Everything I know in this world develops according to very specific rules. If something is capable of survival, whether it be an idea or a living organism, it inevitably gains mass. As the mass of an object grows, so does the space it occupies. This new space has its own contexts that affect the object, which means that in order to survive, it (the object) must adapt. Let me give you an analogy with a start-up IT company. At first, two people in it do everything, somehow sharing responsibilities. The company’s turnover is increasing, and with it new tasks arise, which, for example, are related to security, analytics, legislation of different countries, etc. The area of ​​responsibility of the company is growing. And to cope well with her, you need to hire new people. And so, after a while, a large number of departments appear in the company that specialize in one specific area or problem.

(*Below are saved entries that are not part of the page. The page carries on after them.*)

//! `kiln dev`: watch the frontend and reload affected browsers.
//!
//! Startup binds the reload server before anything is watched so that a
//! port conflict fails the command instead of silently disabling reload.

use crate::cli::DevArgs;
use crate::commands::utils;
use crate::config::ConfigOverrides;
use crate::dev::{CLIENT_SCRIPT_PATH, EngineTasks, HotReloadEngine};
use crate::error::{Result, ResultExt};
use crate::ui;
use std::sync::Arc;
use tokio::signal;

/// Execute the dev command.
///
/// # Errors
///
/// Returns errors for invalid configuration and for a reload port that
/// cannot be bound. Compile and watcher failures are reported but keep the
/// command running.
pub async fn execute(args: DevArgs) -> Result<()> {
    let cwd = utils::working_dir(args.cwd.as_deref())?;
    let overrides = ConfigOverrides {
        frontend_dir: args.frontend_dir,
        hot_reload_port: args.port,
        cwd: None,
    };
    let config = utils::load_dev_config(&overrides, args.config.as_deref(), &cwd)?;

    ui::info(&format!("Project root: {}", config.root.display()));
    ui::info(&format!("Frontend: {}", config.frontend_dir.display()));

    let engine = HotReloadEngine::with_commands(config);
    let mut tasks = start_engine(&engine).await?;

    ui::success(&format!(
        "Reload server on ws://{}/ws (client script: http://{}{})",
        tasks.reload_addr, tasks.reload_addr, CLIENT_SCRIPT_PATH
    ));
    ui::info("Press Ctrl+C to stop");

    tokio::select! {
        _ = signal::ctrl_c() => {
            ui::info("Shutting down...");
        }
        _ = &mut tasks.server => {
            ui::warning("Reload server stopped unexpectedly");
        }
        _ = &mut tasks.watch => {
            ui::warning("File watching stopped; restart kiln dev to resume hot reload");
            // Renders still work; wait for the user to stop us
            let _ = signal::ctrl_c().await;
        }
    }

    tasks.watch.abort();
    tasks.server.abort();
    ui::success("Development mode stopped");
    Ok(())
}

/// Start the engine, pointing at `--port` when the reload port is taken.
async fn start_engine(engine: &Arc<HotReloadEngine>) -> Result<EngineTasks> {
    let port = engine.config().hot_reload_port;
    engine.start().await.with_hint(format!(
        "Port {port} may already be in use; pass --port to pick another"
    ))
}

#[cfg(test)]
mod tests {
    use super::*;
    use crate::config::KilnConfig;
    use crate::dev::DevConfig;
    use std::path::Path;

    #[tokio::test]
    async fn test_taken_port_suggests_port_flag() {
        let taken = tokio::net::TcpListener::bind("127.0.0.1:0").await.unwrap();
        let port = taken.local_addr().unwrap().port();

        let config = KilnConfig {
            hot_reload_port: port,
            ..KilnConfig::default_config()
        };
        let engine =
            HotReloadEngine::with_commands(DevConfig::from_config(&config, Path::new("/app")));

        let err = start_engine(&engine).await.unwrap_err();
        let message = err.to_string();
        assert!(message.contains("Failed to bind"), "{message}");
        assert!(message.contains(&format!("Hint: Port {port} may already be in use")));
    }
}
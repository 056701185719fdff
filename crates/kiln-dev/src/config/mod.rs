//! Configuration system for kiln with multi-source loading.
//!
//! Merges settings from CLI args, environment variables, and config files.
//! Priority: CLI > Environment > File > Defaults

mod defaults;
mod loading;
mod validation;

use serde::{Deserialize, Serialize};
use std::path::PathBuf;

pub use defaults::*;
pub use loading::ConfigOverrides;

/// Name of the config file looked up in the working directory.
pub const CONFIG_FILE_NAME: &str = "kiln.config.json";

/// Kiln configuration - loaded from kiln.config.json, `KILN_*` or CLI args.
#[derive(Debug, Clone, Serialize, Deserialize, PartialEq)]
#[serde(rename_all = "camelCase", deny_unknown_fields)]
pub struct KilnConfig {
    /// Root of the frontend source tree that is watched for changes
    #[serde(default = "default_frontend_dir")]
    pub frontend_dir: PathBuf,

    /// Shared layout template; changing it reloads every route
    #[serde(default = "default_layout_file")]
    pub layout_file: PathBuf,

    /// Global stylesheet rebuilt by the stylesheet command
    #[serde(default, skip_serializing_if = "Option::is_none")]
    pub global_css_file: Option<PathBuf>,

    /// Utility-style (Tailwind) config; when set, component edits also rebuild the global stylesheet
    #[serde(default, skip_serializing_if = "Option::is_none")]
    pub tailwind_config: Option<PathBuf>,

    /// Port of the reload websocket server
    #[serde(default = "default_hot_reload_port")]
    pub hot_reload_port: u16,

    /// Report a changed file once it has been quiet this long (0 disables)
    #[serde(default)]
    pub debounce_ms: u64,

    /// External bundler invocation
    #[serde(default)]
    pub compiler: CompilerConfig,

    /// External global stylesheet build
    #[serde(default, skip_serializing_if = "Option::is_none")]
    pub stylesheet: Option<StylesheetConfig>,

    /// Working directory
    #[serde(default, skip_serializing_if = "Option::is_none")]
    pub cwd: Option<PathBuf>,
}

/// How to invoke the external bundler for one route.
///
/// `{entry}` and `{outdir}` in `args` are substituted per build. The command
/// must write `server.js`, `client.js`, an optional `client.css` and an
/// esbuild-style `meta.json` into `{outdir}`.
#[derive(Debug, Clone, Serialize, Deserialize, PartialEq)]
#[serde(rename_all = "camelCase", deny_unknown_fields)]
pub struct CompilerConfig {
    /// Program to run
    #[serde(default = "default_compiler_command")]
    pub command: String,

    /// Arguments, with `{entry}` / `{outdir}` placeholders
    #[serde(default = "default_compiler_args")]
    pub args: Vec<String>,

    /// Scratch directory for per-route build output
    #[serde(default = "default_compiler_out_dir")]
    pub out_dir: PathBuf,
}

impl Default for CompilerConfig {
    fn default() -> Self {
        Self {
            command: default_compiler_command(),
            args: default_compiler_args(),
            out_dir: default_compiler_out_dir(),
        }
    }
}

/// How to rebuild the global stylesheet.
///
/// `{input}` is replaced with `globalCssFile` and `{output}` with `output`.
#[derive(Debug, Clone, Serialize, Deserialize, PartialEq)]
#[serde(rename_all = "camelCase", deny_unknown_fields)]
pub struct StylesheetConfig {
    /// Program to run, e.g. `npx`
    pub command: String,

    /// Arguments, with `{input}` / `{output}` placeholders
    #[serde(default)]
    pub args: Vec<String>,

    /// Where the built stylesheet is written
    #[serde(default = "default_stylesheet_output")]
    pub output: PathBuf,

    /// Kill the command after this many seconds
    #[serde(default = "default_stylesheet_timeout_secs")]
    pub timeout_secs: u64,
}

These rules perfectly fit our product: Wrike began with a simple task management service and grew to a work management system for tens of thousands of people. You need to understand that each company has its own processes, software, traditions and rules that the new software must comply with. To make users feel good, we had to do a lot. For the user, this “very much” is expressed in the number of functions and configurations of the workflow. Along with such flexibility, we could not help but notice how our interfaces became more complex. We understood that diversity makes choice difficult, increases the likelihood of error, and the time to complete a specific action. The product seems complicated to users, and this always negatively affects the conversion.

Idea

Imagine world a product in which the interface contains only those features that a specific user needs. There is no unnecessary information, there is no onboarding into unnecessary features (unnecessary is determined by the needs of the user), there is nothing useless at all, only the essence of what makes sense and is necessary for you to work. I swung at this – personalized interfaces for each user. The first thought that crossed my mind is that it’s obvious that the whole world is striving for unification and personalization at the same time. In other words, increasingly simple user interfaces and increasingly sophisticated backstage mechanisms. But since this is so obvious, what has nobody else done? And they didn’t, because it’s not so easy.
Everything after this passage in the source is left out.